Continued Research, Advocacy Needed for Mesothelioma

Jasmine Duff

Jasmine Duff is a student at Savanna College of Art and Design. She is the second-place winner of the Spring 2016 Asbestos.com Essay Scholarship.

The Industrial Revolution was the catalyst for the monumental growth and development of the U.S. into the world power it is today.

Mesothelioma, a deadly cancer caused by asbestos, is an unfortunate byproduct of that growth.

Readily available in 90 percent of the earth’s surface, this cheap material was widely used in military and civilian applications, primarily because of its fire retardant, heat resistant and insulation properties.

Early clinical and labor studies revealed the potential link of asbestos to cancer, but common misdiagnoses, lack of pharmaceutical research funding, long latency periods (20-50 years) and slow legislative response placed millions of unwitting workers, renters and property owners at risk.

Admirably, current efforts from the U.S. Department of Veterans Affairs — along with assistance from private organizations — laid the groundwork for future progress, focusing on increased awareness, research, clinical studies and a multitude of treatment options.

These efforts offer a viable blueprint for future success, hopefully increasing patient longevity in the short term and the eventual discovery of a cure and an eradication of the disease as the long-term goal.

Mesothelioma Patients Typically Unaware of Process

A three-prong attack is required: Infusion of increased litigation, a renewed government intervention and a fervent influx of private funding.

Over decades, many businesses enjoyed huge profits manufacturing products containing asbestos. Despite knowing about the hazards their employees faced, these companies failed to implement necessary safety measures to protect them.

The reality is most potential litigants are low-income and underinsured people with higher out-of-pocket health expenses and a fear and distrust of the medical profession and judicial system.

This group may not understand lawyers take their case on a contingency basis, where fees are paid only if the case is won or settled. It might be helpful if legal clinics are strategically placed in target areas where abnormal cancer rates are found.

Medical, Legal and Advocacy Groups Must Unite

The medical community must have a connection to these centers and advise patients accordingly after diagnosis, since time is of the essence.

Courts where the litigation is brought should structure settlements to designate a percentage of the award earmarked specifically for research and clinical trials, in partnership with the pharmaceutical industry. This may encourage them to dedicate some their own research dollars toward the effort as well.

The U.S. Food and Drug Administration could be brought into the fold to expedite the approval process of new medications. More litigation highlighting mesothelioma and asbestos might encourage the media to cover the disease more diligently and get Congressional attention, spawning private funding as well.
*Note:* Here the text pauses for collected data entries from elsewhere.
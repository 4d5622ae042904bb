//! End-to-end pipeline runs over a scripted inference backend

mod support;

use dentscan::domain::{Angle, DamageArea, JobStage, JobStatus, Severity};
use dentscan::inference::{BackendError, MockInferenceBackend, MockResponse};
use dentscan::pipeline::{PipelineConfig, PipelineOrchestrator};
use dentscan::progress::{ChannelHandler, ProgressEvent};
use serde_json::json;
use std::sync::Arc;
use std::time::Duration;
use support::{angled, context, context_with, damages, image, script_text_passes};

#[tokio::test]
async fn test_full_report() {
    let backend = Arc::new(MockInferenceBackend::new());
    script_text_passes(&backend);
    backend.on(
        "AREA: front",
        damages(&[("Bonnet", "major", 0.9), ("front bumper", "low", 0.6)]),
    );
    backend.on("AREA: rear", damages(&[("boot lid", "moderate", 0.7)]));
    backend.on(
        "TASK: plan",
        MockResponse::json(json!({
            "currency": "USD",
            "parts": [
                {"part": "hood", "labor_hours": 3, "paint_hours": 2, "cost": 800},
                {"part": "trunk lid", "labor_hours": 2, "cost": 500},
                {"part": "front bumper", "labor_hours": 1, "cost": 150}
            ]
        })),
    );

    let orchestrator = PipelineOrchestrator::new(context(backend.clone()));
    let job = orchestrator
        .run(vec![angled("f", Angle::Front), angled("r", Angle::Rear)])
        .await;

    assert_eq!(job.status, JobStatus::Completed);
    assert_eq!(job.vehicle_identity.make, "Toyota");
    assert_eq!(job.vehicle_identity.agreement_count, 3);

    let names: Vec<(&str, DamageArea, Severity)> = job
        .canonical_parts
        .iter()
        .map(|p| (p.canonical_name.as_str(), p.area, p.severity))
        .collect();
    assert_eq!(
        names,
        vec![
            ("hood", DamageArea::Front, Severity::Severe),
            ("trunk lid", DamageArea::Rear, Severity::Moderate),
            ("front bumper", DamageArea::Front, Severity::Minor),
        ]
    );
    assert!(job.canonical_parts.iter().all(|p| p.evidence_count == 6));
    assert_eq!(job.totals.labor_hours, 6.0);
    assert_eq!(job.totals.cost.as_ref().map(|c| c.amount), Some(1450.0));

    // 3 identification calls, no area detection for angled images,
    // 2 areas x 2 variants x 3 temperatures, then enrich, plan, summary.
    assert_eq!(backend.call_count(), 3 + 12 + 3);
    assert_eq!(backend.calls_matching("TASK: area_detector"), 0);
}

#[tokio::test]
async fn test_one_area_failing_still_completes() {
    let backend = Arc::new(MockInferenceBackend::new());
    script_text_passes(&backend);
    backend.on("AREA: front", damages(&[("hood", "minor", 0.8)]));
    backend.on(
        "AREA: rear",
        MockResponse::error(BackendError::Other {
            message: "model overloaded".to_string(),
        }),
    );

    let progress = Arc::new(ChannelHandler::new(256));
    let mut events = progress.subscribe();
    let ctx = context(backend).with_progress(progress);
    let job = PipelineOrchestrator::new(ctx)
        .run(vec![angled("f", Angle::Front), angled("r", Angle::Rear)])
        .await;

    assert_eq!(job.status, JobStatus::Completed);
    assert_eq!(job.canonical_parts.len(), 1);
    assert_eq!(job.canonical_parts[0].area, DamageArea::Front);
    assert_eq!(job.diagnostics.variants_failed, 6);
    assert_eq!(job.diagnostics.variants_succeeded, 6);
    assert!(job.warnings.iter().any(|w| w.contains("rear")));

    let mut failed_variants = 0;
    while let Ok(event) = events.try_recv() {
        if let ProgressEvent::VariantFailed { area, .. } = event {
            assert_eq!(area, DamageArea::Rear);
            failed_variants += 1;
        }
    }
    assert_eq!(failed_variants, 6);
}

#[tokio::test]
async fn test_chatty_specialist_replies_keep_valid_findings() {
    let backend = Arc::new(MockInferenceBackend::new());
    script_text_passes(&backend);
    backend.on(
        "AREA: front",
        MockResponse::json(json!({"damages": [
            {"part": "hood", "severity": "moderate", "confidence": 0.8},
            "scratched bumper"
        ]})),
    );

    let job = PipelineOrchestrator::new(context(backend))
        .run(vec![angled("f", Angle::Front)])
        .await;

    assert_eq!(job.status, JobStatus::Completed);
    assert_eq!(job.diagnostics.variants_failed, 0);
    assert_eq!(job.diagnostics.variants_succeeded, 6);
    assert_eq!(job.canonical_parts.len(), 1);
    assert_eq!(job.canonical_parts[0].canonical_name, "hood");
    assert_eq!(job.canonical_parts[0].severity, Severity::Moderate);
}

#[tokio::test]
async fn test_all_inference_failing_is_partial() {
    let backend = Arc::new(MockInferenceBackend::new());
    let job = PipelineOrchestrator::new(context(backend))
        .run(vec![image("a"), image("b")])
        .await;

    assert_eq!(job.status, JobStatus::FailedPartial);
    assert!(job.is_terminal());
    assert!(job.canonical_parts.is_empty());
    assert!(job.warnings.iter().any(|w| w.contains("area detection")));
}

#[tokio::test]
async fn test_no_images_fails_without_calls() {
    let backend = Arc::new(MockInferenceBackend::new());
    let job = PipelineOrchestrator::new(context(backend.clone()))
        .run(Vec::new())
        .await;

    assert_eq!(job.status, JobStatus::Failed);
    assert_eq!(job.stage, JobStage::Failed);
    assert_eq!(backend.call_count(), 0);
}

#[tokio::test]
async fn test_duplicate_photos_classified_once() {
    let backend = Arc::new(MockInferenceBackend::new());
    script_text_passes(&backend);
    backend.on(
        "TASK: area_detector",
        MockResponse::json(json!({"damage_visible": true, "areas": [{"area": "side", "confidence": 0.9}]})),
    );
    backend.on("AREA: side", damages(&[("left front door", "moderate", 0.7)]));

    let original = image("door");
    let mut copy = image("door-copy");
    copy.content_hash = original.content_hash.clone();

    let job = PipelineOrchestrator::new(context(backend.clone()))
        .run(vec![original, copy])
        .await;

    assert_eq!(job.status, JobStatus::Completed);
    assert_eq!(backend.calls_matching("TASK: area_detector"), 1);
    assert_eq!(job.canonical_parts.len(), 1);
    assert_eq!(job.canonical_parts[0].canonical_name, "left front door");
    assert_eq!(job.canonical_parts[0].area, DamageArea::Side);
}

#[tokio::test]
async fn test_identification_majority_vote() {
    let backend = Arc::new(MockInferenceBackend::new());
    script_text_passes(&backend);
    backend.on(
        "STRATEGY: front_weighted",
        MockResponse::json(json!({"make": "Honda", "model": "Civic", "year": 2018, "confidence": 0.9})),
    );
    backend.on(
        "STRATEGY: mixed_angle",
        MockResponse::json(json!({"make": "honda", "model": "civic ", "year": 2018, "confidence": 0.5})),
    );
    backend.on(
        "STRATEGY: single_best",
        MockResponse::json(json!({"make": "Acura", "model": "ILX", "confidence": 0.95})),
    );

    let job = PipelineOrchestrator::new(context(backend))
        .run(vec![angled("f", Angle::Front), angled("s", Angle::Left)])
        .await;

    let identity = &job.vehicle_identity;
    assert_eq!(identity.make, "Honda");
    assert_eq!(identity.agreement_count, 2);
    assert!((identity.confidence - 0.7).abs() < 1e-9);
}

#[tokio::test]
async fn test_shared_gateway_respects_global_cap() {
    let backend = Arc::new(MockInferenceBackend::new().with_latency(Duration::from_millis(15)));
    script_text_passes(&backend);
    backend.on("TASK: area_specialist", damages(&[("roof", "minor", 0.5)]));

    let config = PipelineConfig::default().with_widths(8, 8);
    let ctx = context_with(backend.clone(), 2, config);
    let gateway = ctx.gateway.clone();

    let first = PipelineOrchestrator::new(ctx.clone());
    let second = PipelineOrchestrator::new(ctx);
    let (a, b) = tokio::join!(
        first.run(vec![angled("a1", Angle::Front), angled("a2", Angle::Top)]),
        second.run(vec![angled("b1", Angle::Rear), angled("b2", Angle::Right)]),
    );

    assert_eq!(a.status, JobStatus::Completed);
    assert_eq!(b.status, JobStatus::Completed);
    assert_ne!(a.id, b.id);
    assert!(backend.max_concurrent() <= 2);
    assert!(backend.max_concurrent() >= 1);
    assert_eq!(backend.active_calls(), 0);
    assert_eq!(gateway.limiter().in_flight(), 0);
}

#[tokio::test]
async fn test_job_deadline_keeps_partial_report() {
    let backend = Arc::new(MockInferenceBackend::new());
    script_text_passes(&backend);
    backend.on("AREA: front", damages(&[("grille", "severe", 0.8)]));
    backend.on(
        "AREA: rear",
        damages(&[("rear bumper", "minor", 0.4)]).with_delay(Duration::from_secs(60)),
    );

    let config = PipelineConfig::default()
        .with_temperatures(vec![0.3])
        .with_job_timeout(Duration::from_millis(400));
    let job = PipelineOrchestrator::new(context_with(backend, 4, config))
        .run(vec![angled("f", Angle::Front), angled("r", Angle::Rear)])
        .await;

    assert_eq!(job.status, JobStatus::FailedPartial);
    let names: Vec<&str> = job
        .canonical_parts
        .iter()
        .map(|p| p.canonical_name.as_str())
        .collect();
    assert_eq!(names, vec!["grille"]);
    assert_eq!(job.totals.part_count, 1);
    assert!(job.summary.is_none());
}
A massive letter writing campaign using social media to stimulate grass-root interest and awareness is needed. This a critical piece because there is a significant amount of old properties — commercial and residential — that still contain high volumes of asbestos products. Many at-risk groups remain ill-informed of the latent hazard asbestos poses.

Asbestos Is Still a Concern in Older Buildings

A large number of homes, factories and commercial properties built between 1930 and 1970 may contain asbestos insulation, plumbing, hot water heaters and some paint products.

Most of the public is unaware of this. It impacts a segment of the population that may be less sophisticated and have no option to move because of limited financial resources.

If they are living in structures with exposed asbestos, their children may likely play around the material and possibly damage it, releasing dangerous asbestos fibers into ventilation system and placing their entire family at risk.

Local government statutes should require disclosure of potential hazards in leases and a fact sheet that outlines the proper handling of asbestos materials. Owners likely won’t agree to professional removal because of the high cost and the risk involved.

The same goes for factories and commercial properties. Traces of old insulation, wiring and plumbing remain — posing a significant risk to inhabitants.

All properties built between 1930 and 1970 should be required to have the requisite disclosures written into leases and sale contracts. Protection of the public is of utmost importance.

Awareness Campaigns Must Grow

I commend organizations that keep the flag raised on asbestos-related cancer deaths. They must continue to build a coalition of supporters from the legal, political, medical and pharmaceutical professions, as well as heavily endowed charitable organizations.

They must press on with awareness campaigns, research and clinical trials at a rapid pace, continuing to reach out and partner with other players in the cancer arena.

By implementing and adequately funding a joint task force, they can keep their eye on the prize, using a multitude of treatments — some that regress the aggressiveness of the disease and hopefully one day cure mesothelioma.